Among the entries below, copy every line that carries the word "only".

----- Information

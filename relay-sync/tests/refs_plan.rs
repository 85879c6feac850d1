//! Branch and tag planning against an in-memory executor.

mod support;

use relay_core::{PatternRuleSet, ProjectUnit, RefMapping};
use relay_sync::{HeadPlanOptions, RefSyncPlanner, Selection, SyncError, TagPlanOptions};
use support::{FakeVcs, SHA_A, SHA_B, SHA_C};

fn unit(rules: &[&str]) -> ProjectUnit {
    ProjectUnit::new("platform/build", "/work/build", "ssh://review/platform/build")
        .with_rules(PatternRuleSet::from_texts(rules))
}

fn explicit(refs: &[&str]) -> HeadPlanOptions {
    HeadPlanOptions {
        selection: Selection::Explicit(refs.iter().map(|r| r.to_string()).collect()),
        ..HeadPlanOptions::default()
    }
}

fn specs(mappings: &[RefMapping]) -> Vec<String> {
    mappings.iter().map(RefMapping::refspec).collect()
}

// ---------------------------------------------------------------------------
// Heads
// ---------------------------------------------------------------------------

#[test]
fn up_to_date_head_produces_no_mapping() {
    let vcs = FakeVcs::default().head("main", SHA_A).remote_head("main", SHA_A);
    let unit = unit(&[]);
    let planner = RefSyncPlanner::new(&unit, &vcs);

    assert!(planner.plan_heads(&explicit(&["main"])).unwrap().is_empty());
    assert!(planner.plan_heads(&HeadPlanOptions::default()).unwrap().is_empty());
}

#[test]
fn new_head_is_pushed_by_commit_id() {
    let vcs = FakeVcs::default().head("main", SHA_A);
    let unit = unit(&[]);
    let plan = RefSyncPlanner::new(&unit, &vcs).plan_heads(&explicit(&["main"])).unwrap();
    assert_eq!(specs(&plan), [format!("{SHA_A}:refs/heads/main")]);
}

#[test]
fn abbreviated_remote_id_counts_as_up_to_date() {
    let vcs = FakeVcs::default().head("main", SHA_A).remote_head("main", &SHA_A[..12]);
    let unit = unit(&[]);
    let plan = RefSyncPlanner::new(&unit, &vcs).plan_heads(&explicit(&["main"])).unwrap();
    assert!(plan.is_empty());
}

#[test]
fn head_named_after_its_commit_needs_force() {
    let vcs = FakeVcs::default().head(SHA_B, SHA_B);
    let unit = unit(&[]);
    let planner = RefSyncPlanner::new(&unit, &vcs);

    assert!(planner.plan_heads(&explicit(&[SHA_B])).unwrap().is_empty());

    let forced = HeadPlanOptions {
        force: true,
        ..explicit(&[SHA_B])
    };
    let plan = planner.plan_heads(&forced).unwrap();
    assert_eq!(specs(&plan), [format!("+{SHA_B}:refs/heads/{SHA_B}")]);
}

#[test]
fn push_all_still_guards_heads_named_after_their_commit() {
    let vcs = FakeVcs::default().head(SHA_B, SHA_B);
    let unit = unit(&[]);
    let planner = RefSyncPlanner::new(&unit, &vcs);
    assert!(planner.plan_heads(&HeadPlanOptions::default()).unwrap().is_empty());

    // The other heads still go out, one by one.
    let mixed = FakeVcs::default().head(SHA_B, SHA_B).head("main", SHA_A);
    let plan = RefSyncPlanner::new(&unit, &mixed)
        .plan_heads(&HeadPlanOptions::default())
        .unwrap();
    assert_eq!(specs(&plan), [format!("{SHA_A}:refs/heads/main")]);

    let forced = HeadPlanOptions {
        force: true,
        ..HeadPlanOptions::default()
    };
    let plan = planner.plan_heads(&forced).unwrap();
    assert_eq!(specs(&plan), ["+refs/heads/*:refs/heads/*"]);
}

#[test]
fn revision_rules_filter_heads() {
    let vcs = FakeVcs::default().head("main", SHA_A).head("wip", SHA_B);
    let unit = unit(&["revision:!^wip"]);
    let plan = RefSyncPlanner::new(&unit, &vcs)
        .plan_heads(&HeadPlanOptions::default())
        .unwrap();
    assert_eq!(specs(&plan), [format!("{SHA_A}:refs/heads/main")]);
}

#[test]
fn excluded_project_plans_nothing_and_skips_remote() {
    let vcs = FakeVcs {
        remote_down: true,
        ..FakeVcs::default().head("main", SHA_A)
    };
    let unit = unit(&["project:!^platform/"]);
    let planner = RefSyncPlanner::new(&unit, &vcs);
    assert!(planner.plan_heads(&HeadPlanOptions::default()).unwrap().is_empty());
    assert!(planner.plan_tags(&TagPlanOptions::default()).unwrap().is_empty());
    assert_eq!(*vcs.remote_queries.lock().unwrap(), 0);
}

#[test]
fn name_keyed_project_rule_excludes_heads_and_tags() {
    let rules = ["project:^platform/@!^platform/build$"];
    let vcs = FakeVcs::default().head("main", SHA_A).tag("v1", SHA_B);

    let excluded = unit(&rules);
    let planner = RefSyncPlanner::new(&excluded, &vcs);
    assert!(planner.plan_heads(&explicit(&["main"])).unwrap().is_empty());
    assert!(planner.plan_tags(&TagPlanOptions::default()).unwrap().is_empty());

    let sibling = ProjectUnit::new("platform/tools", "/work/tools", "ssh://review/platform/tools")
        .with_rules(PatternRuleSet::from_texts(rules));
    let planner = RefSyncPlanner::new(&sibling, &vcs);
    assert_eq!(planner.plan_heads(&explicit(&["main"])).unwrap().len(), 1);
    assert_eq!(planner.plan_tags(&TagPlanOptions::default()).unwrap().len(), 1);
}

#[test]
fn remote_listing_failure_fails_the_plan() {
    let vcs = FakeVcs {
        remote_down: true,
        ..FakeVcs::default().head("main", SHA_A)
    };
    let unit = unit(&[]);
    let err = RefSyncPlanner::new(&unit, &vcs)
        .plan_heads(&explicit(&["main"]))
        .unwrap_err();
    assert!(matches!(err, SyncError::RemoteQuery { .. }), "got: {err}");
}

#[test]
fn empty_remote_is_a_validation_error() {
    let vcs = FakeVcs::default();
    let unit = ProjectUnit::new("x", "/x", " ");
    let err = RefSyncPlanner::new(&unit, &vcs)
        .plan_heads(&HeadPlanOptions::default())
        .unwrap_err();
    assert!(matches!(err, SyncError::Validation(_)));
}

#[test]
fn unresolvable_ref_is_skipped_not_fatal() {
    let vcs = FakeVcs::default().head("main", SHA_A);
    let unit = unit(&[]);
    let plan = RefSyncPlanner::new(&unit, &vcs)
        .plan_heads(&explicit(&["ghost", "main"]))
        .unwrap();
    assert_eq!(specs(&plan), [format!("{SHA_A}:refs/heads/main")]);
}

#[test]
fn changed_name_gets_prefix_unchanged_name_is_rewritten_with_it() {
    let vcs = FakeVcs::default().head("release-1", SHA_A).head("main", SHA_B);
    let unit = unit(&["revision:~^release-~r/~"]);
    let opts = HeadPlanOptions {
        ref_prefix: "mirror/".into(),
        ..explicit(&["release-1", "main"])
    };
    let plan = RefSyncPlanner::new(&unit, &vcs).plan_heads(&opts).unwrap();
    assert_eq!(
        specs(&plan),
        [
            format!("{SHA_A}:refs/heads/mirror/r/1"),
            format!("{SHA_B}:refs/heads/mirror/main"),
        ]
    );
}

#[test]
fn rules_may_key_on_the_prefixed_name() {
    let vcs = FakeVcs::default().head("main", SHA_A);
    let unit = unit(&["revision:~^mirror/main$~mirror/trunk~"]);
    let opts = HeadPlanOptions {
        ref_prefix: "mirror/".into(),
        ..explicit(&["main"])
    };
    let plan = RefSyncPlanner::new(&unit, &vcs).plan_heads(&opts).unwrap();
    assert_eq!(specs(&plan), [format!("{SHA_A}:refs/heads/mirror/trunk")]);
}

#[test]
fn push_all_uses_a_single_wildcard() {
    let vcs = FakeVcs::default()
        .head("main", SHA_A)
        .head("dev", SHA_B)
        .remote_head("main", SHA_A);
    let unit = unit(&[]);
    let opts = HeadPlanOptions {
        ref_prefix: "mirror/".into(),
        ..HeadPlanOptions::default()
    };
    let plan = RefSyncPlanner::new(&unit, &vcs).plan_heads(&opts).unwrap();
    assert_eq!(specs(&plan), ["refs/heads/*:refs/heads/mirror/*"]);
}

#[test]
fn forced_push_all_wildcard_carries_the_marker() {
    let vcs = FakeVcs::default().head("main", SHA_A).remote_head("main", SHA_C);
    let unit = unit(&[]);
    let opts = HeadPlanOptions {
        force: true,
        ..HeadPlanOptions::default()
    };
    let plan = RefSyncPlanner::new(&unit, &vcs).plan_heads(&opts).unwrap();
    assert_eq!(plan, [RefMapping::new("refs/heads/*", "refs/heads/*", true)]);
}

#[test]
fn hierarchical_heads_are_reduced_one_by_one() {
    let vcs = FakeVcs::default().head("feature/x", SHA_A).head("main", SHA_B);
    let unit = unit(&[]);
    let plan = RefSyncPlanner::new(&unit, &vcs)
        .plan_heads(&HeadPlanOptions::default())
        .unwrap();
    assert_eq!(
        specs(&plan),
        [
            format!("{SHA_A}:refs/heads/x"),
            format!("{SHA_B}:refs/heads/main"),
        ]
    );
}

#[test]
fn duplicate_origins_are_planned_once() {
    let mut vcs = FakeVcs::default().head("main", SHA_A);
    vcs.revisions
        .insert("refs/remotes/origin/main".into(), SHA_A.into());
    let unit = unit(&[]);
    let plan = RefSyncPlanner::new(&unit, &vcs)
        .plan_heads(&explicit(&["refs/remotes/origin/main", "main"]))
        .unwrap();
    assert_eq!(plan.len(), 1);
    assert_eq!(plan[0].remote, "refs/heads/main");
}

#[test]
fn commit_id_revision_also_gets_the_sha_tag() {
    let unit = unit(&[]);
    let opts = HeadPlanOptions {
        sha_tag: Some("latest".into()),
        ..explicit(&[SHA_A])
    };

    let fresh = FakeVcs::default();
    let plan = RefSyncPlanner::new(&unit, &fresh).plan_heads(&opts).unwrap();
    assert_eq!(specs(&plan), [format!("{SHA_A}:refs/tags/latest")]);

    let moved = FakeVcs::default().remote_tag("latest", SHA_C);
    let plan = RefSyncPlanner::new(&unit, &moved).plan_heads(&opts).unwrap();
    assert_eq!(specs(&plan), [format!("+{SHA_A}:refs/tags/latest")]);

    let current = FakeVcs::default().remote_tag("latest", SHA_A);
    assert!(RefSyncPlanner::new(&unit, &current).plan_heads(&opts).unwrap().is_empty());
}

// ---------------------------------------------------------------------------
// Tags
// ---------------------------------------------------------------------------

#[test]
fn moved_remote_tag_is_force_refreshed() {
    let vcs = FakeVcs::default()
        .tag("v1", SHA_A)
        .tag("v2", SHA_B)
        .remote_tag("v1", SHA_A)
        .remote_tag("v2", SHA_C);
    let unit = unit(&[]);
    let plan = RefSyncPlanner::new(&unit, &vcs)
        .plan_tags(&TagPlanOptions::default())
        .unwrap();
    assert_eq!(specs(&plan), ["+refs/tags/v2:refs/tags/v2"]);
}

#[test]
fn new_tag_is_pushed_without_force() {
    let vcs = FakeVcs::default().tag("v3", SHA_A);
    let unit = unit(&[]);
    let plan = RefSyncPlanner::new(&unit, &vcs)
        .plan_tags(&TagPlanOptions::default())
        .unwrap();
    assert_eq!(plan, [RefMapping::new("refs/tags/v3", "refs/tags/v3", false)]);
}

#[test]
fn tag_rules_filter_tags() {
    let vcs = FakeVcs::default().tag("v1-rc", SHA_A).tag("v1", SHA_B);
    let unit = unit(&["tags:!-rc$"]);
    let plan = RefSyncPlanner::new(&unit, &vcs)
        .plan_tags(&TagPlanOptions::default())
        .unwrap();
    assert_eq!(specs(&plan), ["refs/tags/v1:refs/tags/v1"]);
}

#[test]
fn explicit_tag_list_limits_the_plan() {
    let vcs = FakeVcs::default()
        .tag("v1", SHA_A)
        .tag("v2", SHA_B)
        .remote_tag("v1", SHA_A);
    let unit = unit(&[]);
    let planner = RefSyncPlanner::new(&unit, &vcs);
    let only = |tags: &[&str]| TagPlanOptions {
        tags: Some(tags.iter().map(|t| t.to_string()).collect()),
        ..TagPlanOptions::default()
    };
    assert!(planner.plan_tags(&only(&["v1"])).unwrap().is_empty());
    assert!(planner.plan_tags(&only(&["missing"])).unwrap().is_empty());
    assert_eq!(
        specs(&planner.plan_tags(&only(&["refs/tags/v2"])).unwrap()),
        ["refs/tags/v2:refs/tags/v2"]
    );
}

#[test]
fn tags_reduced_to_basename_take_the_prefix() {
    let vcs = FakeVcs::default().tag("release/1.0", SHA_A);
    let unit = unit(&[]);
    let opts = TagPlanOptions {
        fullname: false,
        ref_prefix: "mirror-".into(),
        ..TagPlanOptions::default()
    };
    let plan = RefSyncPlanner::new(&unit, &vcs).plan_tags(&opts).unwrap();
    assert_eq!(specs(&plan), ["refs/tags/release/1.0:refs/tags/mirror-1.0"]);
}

----------

*Answer area*:
    let only = |tags: &[&str]| TagPlanOptions {
    assert!(planner.plan_tags(&only(&["v1"])).unwrap().is_empty());
    assert!(planner.plan_tags(&only(&["missing"])).unwrap().is_empty());
        specs(&planner.plan_tags(&only(&["refs/tags/v2"])).unwrap()),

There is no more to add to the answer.